Governance experts and former insiders have questioned the Commonwealth Bank’s decision to blame thousands of alleged money laundering breaches on a software glitch.
The bank issued two statements to the stock exchange on Monday arguing that 99 per cent of the 53,700 allegations were the fault of a single software update in 2012 that disabled the bank’s ability to report suspicious ATM deposits.
The claim comes as CBA announced on Tuesday morning that the bank’s executives, including CEO Ian Narev, will lose their short-term bonuses for 2016-17.
The bank said short-term incentives for group executives in its full-year results due for release on Wednesday will be cut to zero to demonstrate “collective accountability”, while non-executive director fees will be cut by 20 per cent in 2017-18.
“The board recognises heightened public interest in executive remuneration, particularly having regard to the civil penalty proceedings initiated last week by the Australian Transaction Reports and Analysis Centre,” the bank said in a statement.
Meanwhile, Jeff Morris – a whistleblower who exposed a financial planning scandal at CBA – said the “inadvertent error” defence used by CBA to explain the breaches had been “overused”.
“It’s a very convenient excuse, like all these things with CBA. It’s always ‘inadvertent errors’, ‘a few rotten apples’, ‘not consistent with our culture’. Most people can see through them now,” he told The New Daily.
“This is one scandal too many, and it’s an absolute cracker because it appears to be so big and so systemic. It’s just a bit hard to blame it on an IT glitch.”
Both the CBA and the Australian Banking Association declined The New Daily‘s offer to comment specifically on the bank’s chosen defence.

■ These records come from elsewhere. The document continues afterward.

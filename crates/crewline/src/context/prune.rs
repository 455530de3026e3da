//! Head/tail pruning of oversized text.
//!
//! The beginning of a document usually states the request and the end holds
//! the latest detail, so pruning keeps both and drops the middle:
//!
//! ```
//! use crewline::context::{PRUNE_SENTINEL, prune_context};
//!
//! let pruned = prune_context("abcdefghij", 4);
//! assert_eq!(pruned, format!("ab{PRUNE_SENTINEL}ij"));
//!
//! // Text within budget comes back untouched (and unallocated).
//! assert!(matches!(prune_context("short", 10), std::borrow::Cow::Borrowed(_)));
//! ```
//!
//! Budgets are counted in `char`s. For an odd budget the head keeps the extra
//! character, so a pruned result is always `max_chars + PRUNE_SENTINEL` chars
//! long. A zero budget reduces any non-empty text to the sentinel alone.

use std::borrow::Cow;

/// Marker inserted where the middle of the text was removed.
pub const PRUNE_SENTINEL: &str = "\n...[CONTENT PRUNED FOR COST OPTIMIZATION]...\n";

/// Default budget for task descriptions and backstories, in characters.
pub const DEFAULT_PRUNE_BUDGET: usize = 10_000;

/// Cap `text` at `max_chars` characters, keeping the head and tail.
pub fn prune_context(text: &str, max_chars: usize) -> Cow<'_, str> {
    let len = text.chars().count();
    if len <= max_chars {
        return Cow::Borrowed(text);
    }

    let tail_chars = max_chars / 2;
    let head_chars = max_chars - tail_chars;

    let head_end = byte_offset(text, head_chars);
    let tail_start = byte_offset(text, len - tail_chars);

    let mut out = String::with_capacity(head_end + PRUNE_SENTINEL.len() + text.len() - tail_start);
    out.push_str(text.get(..head_end).unwrap_or_default());
    out.push_str(PRUNE_SENTINEL);
    out.push_str(text.get(tail_start..).unwrap_or_default());
    Cow::Owned(out)
}

/// Byte offset of the `n`th char (or `text.len()` past the end).
fn byte_offset(text: &str, n: usize) -> usize {
    text.char_indices()
        .nth(n)
        .map_or(text.len(), |(idx, _)| idx)
}

#[cfg(test)]
mod tests {
    use super::*;

    fn sentinel_len() -> usize {
        PRUNE_SENTINEL.chars().count()
    }

    #[test]
    fn within_budget_is_identity() {
        for (text, max) in [("", 0), ("", 10), ("hello", 5), ("hello", 100)] {
            let out = prune_context(text, max);
            assert!(matches!(out, Cow::Borrowed(_)));
            assert_eq!(out, text);
        }
    }

    #[test]
    fn over_budget_keeps_head_and_tail() {
        let text: String = ('a'..='z').collect();
        let out = prune_context(&text, 10);
        assert!(out.starts_with("abcde"));
        assert!(out.ends_with("vwxyz"));
        assert!(out.contains(PRUNE_SENTINEL));
        assert_eq!(out.chars().count(), 10 + sentinel_len());
    }

    #[test]
    fn exact_length_for_many_budgets() {
        let text = "x".repeat(501);
        for max in 0..500 {
            let out = prune_context(&text, max);
            assert_eq!(out.chars().count(), max + sentinel_len(), "budget {max}");
        }
    }

    #[test]
    fn odd_budget_gives_head_the_extra_char() {
        let out = prune_context("0123456789", 5);
        assert_eq!(out, format!("012{PRUNE_SENTINEL}89"));
    }

    #[test]
    fn zero_budget_is_sentinel_only() {
        assert_eq!(prune_context("anything", 0), PRUNE_SENTINEL);
    }

    #[test]
    fn budget_of_one_keeps_first_char() {
        assert_eq!(prune_context("abc", 1), format!("a{PRUNE_SENTINEL}"));
    }

    #[test]
    fn splits_on_char_boundaries() {
        let text = "é".repeat(20) + &"ж".repeat(20);
        let out = prune_context(&text, 10);
        assert!(out.starts_with("ééééé"));
        assert!(out.ends_with("жжжжж"));
        assert_eq!(out.chars().count(), 10 + sentinel_len());
    }

    #[test]
    fn large_text_prunes_to_budget() {
        let text: String = (0..50_000).map(|i| char::from(b'a' + (i % 26) as u8)).collect();
        let out = prune_context(&text, DEFAULT_PRUNE_BUDGET);
        assert_eq!(out.chars().count(), DEFAULT_PRUNE_BUDGET + sentinel_len());
        assert!(out.starts_with(text.get(..5_000).unwrap()));
        assert!(out.ends_with(text.get(45_000..).unwrap()));
    }

    #[test]
    fn pruning_is_idempotent_once_within_budget() {
        let text = "y".repeat(100);
        let once = prune_context(&text, 10).into_owned();
        let budget = once.chars().count();
        assert_eq!(prune_context(&once, budget), once);
    }
}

In its official statements, CBA said the faulty software was downloaded in late 2012 and not discovered until 2015. The problem was fixed, and thousands of delayed alerts sent to the regulator, “within a month” of the glitch’s discovery.
The scandal is at least the fifth to rock the nation’s biggest and most important bank in recent years. It is being sued in the Federal Court by AUSTRAC, the national anti-laundering agency, for “serious and systemic” breaches of the law.
Dr Thomas Clarke, an internationally recognised expert on corporate governance, said the allegations were probably “the most serious problem” faced by any Australian bank since the global financial crisis a decade ago.
“CBA has differentiated itself as being the most software savvy of the big four banks, and that’s certainly helped its business performance,” he told The New Daily.
“It’s hard therefore to believe it took them three years to correct a software glitch of such magnitude in its impact if they were really attending to the problem.
“God knows what went wrong, but obviously something very seriously did for a very significant period of time and the CBA laid the public open to both criminality and potential terrorism.
“This is a very serious breach. It can’t be talked away.”
Likewise, Dr Peter Swan, a corporate governance expert at the University of New South Wales, said it was no surprise the bank chose this defence.
“It’s hard to believe that what’s being blamed on a minor technical error was never properly investigated,” he told The New Daily.
“This sort of excuse would go down well with a very weak board because then it’s no one’s fault – the technical breach did itself. It wasn’t the fault of the IT division or the executives or the directors. It just happened.
“Equally you might say the collapse of the World Trade Centres was due to a minor technical issue. These sorts of excuses are always trotted out.”